Un changement de société démarré dans les années 1970

Pour le pédopsy­chi­a­tre, la sit­u­a­tion actuelle ne s’explique pas unique­ment par la pandémie, ou par une meilleure prise de con­science de l’importance de la san­té men­tale. Les deman­des en psy­chi­a­trie d’enfants et d’adolescents ont com­mencé à croître à la fin des années 1990, pour se sta­bilis­er vers 2010. Ceci s’explique avant tout par une mod­i­fi­ca­tion impor­tante de l’organisation famil­iale et sco­laire, qui a démar­ré dans les années 1970, pré­cise Guil­laume Bron­sard. « De nom­breuses anom­alies ou per­tur­ba­tions étaient aupar­a­vant gérées dans lintim­ité de la famille. Les com­porte­ments per­tur­ba­teurs n’étaient pas médi­cal­isés, car les familles ou l’école s’en occu­paient, générale­ment de façon éduca­tive, sou­vent puni­tive et par­fois vio­lente. C’est un change­ment de société glob­ale­ment heureux », relate le médecin. Depuis, il y a une meilleure recon­nais­sance des trou­bles psy­chi­a­triques chez les enfants et ado­les­cents, un meilleur dépistage des trou­bles d’apprentissage, et une prise en charge médicale. 
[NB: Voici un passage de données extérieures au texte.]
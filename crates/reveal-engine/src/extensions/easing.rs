// extensions/easing.rs
//
// Easing curves for the card entrance. Pure math.

/// Easing function type.
#[derive(Debug, Clone, Copy, PartialEq, Eq, Default)]
pub enum Easing {
    /// Constant velocity.
    Linear,
    /// Slow end.
    QuadOut,
    /// Stronger slow end; the closest match to CSS `ease-out`.
    #[default]
    CubicOut,
    /// Slow start and end.
    SineInOut,
}

impl Easing {
    /// Apply the curve to `t`, clamped to [0, 1].
    #[inline]
    pub fn apply(self, t: f32) -> f32 {
        let t = t.clamp(0.0, 1.0);
        match self {
            Easing::Linear => t,
            Easing::QuadOut => 1.0 - (1.0 - t) * (1.0 - t),
            Easing::CubicOut => 1.0 - (1.0 - t).powi(3),
            Easing::SineInOut => -((std::f32::consts::PI * t).cos() - 1.0) / 2.0,
        }
    }
}

/// Linearly interpolate between two values.
#[inline]
pub fn lerp(a: f32, b: f32, t: f32) -> f32 {
    a + (b - a) * t
}

/// Interpolate with easing.
#[inline]
pub fn ease(a: f32, b: f32, t: f32, easing: Easing) -> f32 {
    lerp(a, b, easing.apply(t))
}
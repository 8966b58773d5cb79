//! Page materialization - applies one page's changes to the file map.
//!
//! For every member file the [`Materializer`] either relocates the record to
//! its permalink destination or stamps it in place, then writes the page's
//! index record:
//!
//! ```text
//!                    member files                     index record
//! Permalink   blog/a.md → blog/a/index.md      new  blog/N/index.html
//! Extension   blog/a.md stamped in place       new  blog/N.html
//! page 1      (same as above)                  update firstIndexFile
//! ```

use chrono::{DateTime, Utc};
use tracing::debug;

use crate::common::{Config, Error, FileMap, FileRecord, Metadata, Result};
use crate::page::date::representative_date;
use crate::page::metadata::{create_file_details, file_stats, FileDetail, PaginationMetadata};
use crate::paginate::PageGroup;
use crate::util::{generate_pagination_urls, index_file_path, permalink_path};
use crate::LOG_TARGET;

/// Writes pages into a file map for one pagination run.
///
/// `total_pages` is fixed at construction; `now` is shared by every record
/// the run creates so a run is reproducible for a given clock.
pub struct Materializer<'a> {
    config: &'a Config,
    metadata: &'a Metadata,
    total_pages: usize,
    now: DateTime<Utc>,
}

impl<'a> Materializer<'a> {
    pub fn new(
        config: &'a Config,
        metadata: &'a Metadata,
        total_pages: usize,
        now: DateTime<Utc>,
    ) -> Self {
        Self {
            config,
            metadata,
            total_pages,
            now,
        }
    }

    /// Relocate or stamp every member of `page` and build its file details.
    ///
    /// Permalink style moves `dir/name.ext` to `dir/name/index.ext`, adding
    /// `originalPath`, `pageNumber` and `totalPages`. Extension style (or a
    /// file already at its destination) only gets `pageNumber` and
    /// `totalPages` set on the live record.
    ///
    /// # Errors
    /// Returns `Error::MissingFile` if a file to be stamped is no longer in
    /// the map.
    pub fn process_page_files(&self, files: &mut FileMap, page: &PageGroup) -> Result<Vec<FileDetail>> {
        let style = self.config.style();
        let mut details = Vec::with_capacity(page.len());

        for entry in &page.entries {
            let new_path = if style.is_permalink() {
                permalink_path(&self.config.directory, &entry.path)
            } else {
                entry.path.clone()
            };

            if new_path != entry.path {
                debug!(target: LOG_TARGET, "Moving file from {} to {}", entry.path, new_path);

                let mut moved = entry.record.clone();
                moved.insert("originalPath", entry.path.as_str());
                moved.insert("pageNumber", page.number);
                moved.insert("totalPages", self.total_pages);

                files.insert(new_path.clone(), moved);
                files.remove(&entry.path);
            } else {
                let live = files
                    .get_mut(&entry.path)
                    .ok_or_else(|| Error::MissingFile(entry.path.clone()))?;
                live.insert("pageNumber", page.number);
                live.insert("totalPages", self.total_pages);
            }

            details.push(create_file_details(entry, &new_path, style));
        }

        Ok(details)
    }

    /// Materialize a page after the first and write its index record.
    ///
    /// The index record is created (or overwritten) with `pagination`,
    /// `pageFiles`, `date` and `stats`, then the global metadata, then
    /// `layout` and empty `contents`. Metadata may shadow the first four
    /// but never `layout` or `contents`.
    pub fn process_index_page(&self, files: &mut FileMap, page: &PageGroup) -> Result<()> {
        let config = self.config;
        let style = config.style();
        let index_file = index_file_path(&config.directory, &config.output_dir, page.number, style);
        debug!(target: LOG_TARGET, "Processing page {} with path: {}", page.number, index_file);

        let details = self.process_page_files(files, page)?;
        let date = representative_date(&page.entries, &config.sort_by, config.missing_date, self.now);

        let urls = generate_pagination_urls(
            &config.directory,
            &config.output_dir,
            page.number,
            self.total_pages,
            style,
        );
        debug!(
            target: LOG_TARGET,
            "Pagination URLs for page {}: first={}, prev={:?}, next={:?}, last={}",
            page.number,
            urls.first,
            urls.previous,
            urls.next,
            urls.last
        );

        let pagination = PaginationMetadata::new(
            &config.directory,
            page.number,
            self.total_pages,
            details.clone(),
            urls,
            style,
        );

        let mut record = FileRecord::new()
            .with_field("pagination", pagination)
            .with_field("pageFiles", details)
            .with_field("date", date)
            .with_field("stats", file_stats(self.now));
        record.extend(self.metadata);
        let record = record
            .with_field("layout", config.index_layout.as_str())
            .with_contents(Vec::new());

        files.insert(index_file.clone(), record);
        debug!(target: LOG_TARGET, "Created index file: {}", index_file);
        Ok(())
    }

    /// Materialize page 1 and update the first index file in place.
    ///
    /// Only `pagination` and `pageFiles` are written, plus `date` when the
    /// file has none of its own. A missing first index file is skipped.
    pub fn process_first_index_page(&self, files: &mut FileMap, page: &PageGroup) -> Result<()> {
        let config = self.config;
        let style = config.style();
        debug!(target: LOG_TARGET, "Processing first page with {} files", page.len());

        let details = self.process_page_files(files, page)?;

        let urls = generate_pagination_urls(
            &config.directory,
            &config.output_dir,
            1,
            self.total_pages,
            style,
        );
        debug!(
            target: LOG_TARGET,
            "Pagination URLs for first page: first={}, next={:?}, last={}",
            urls.first,
            urls.next,
            urls.last
        );

        let Some(record) = files.get_mut(&config.first_index_file) else {
            debug!(
                target: LOG_TARGET,
                "First page file {} not found, skipping metadata update",
                config.first_index_file
            );
            return Ok(());
        };
        debug!(
            target: LOG_TARGET,
            "Adding pagination metadata to first page file: {}",
            config.first_index_file
        );

        let pagination = PaginationMetadata::new(
            &config.directory,
            1,
            self.total_pages,
            details.clone(),
            urls,
            style,
        );
        record.insert("pagination", pagination);
        record.insert("pageFiles", details);

        if !record.has_value("date") {
            if let Some(date) =
                representative_date(&page.entries, &config.sort_by, config.missing_date, self.now)
            {
                record.insert("date", date);
            }
        }
        Ok(())
    }
}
« Ces élé­ments décu­plent les deman­des, sans pour autant qu’il n’y ait eu d’augmentation suff­isante des moyens en pédopsy­chi­a­trie, regrette Guil­laume Bron­sard. La demande et l’offre se rejoignaient dans les années 1990. Aujourd’hui, la demande a énor­mé­ment aug­men­té, mais l’of­fre trop peu, ce qui donne cette ambiance de liste dattente, d’embouteil­lage que l’on retrou­ve dans le domaine de la psy­chi­a­trie de l’enfant et de lado­les­cent. » Les pro­fes­sion­nels du secteur aler­tent depuis plusieurs années sur cette carence des soins psy­chiques, pour la jeunesse notam­ment. Selon une tri­bune pub­liée dans Le Monde en avril 2023, sur les 1,6 mil­lion d’enfants et ado­les­cents en souf­france psy­chique, seuls 750 000 à 850 000 reçoivent des soins spé­ci­fiques par des pro­fes­sion­nels de la pédopsychiatrie.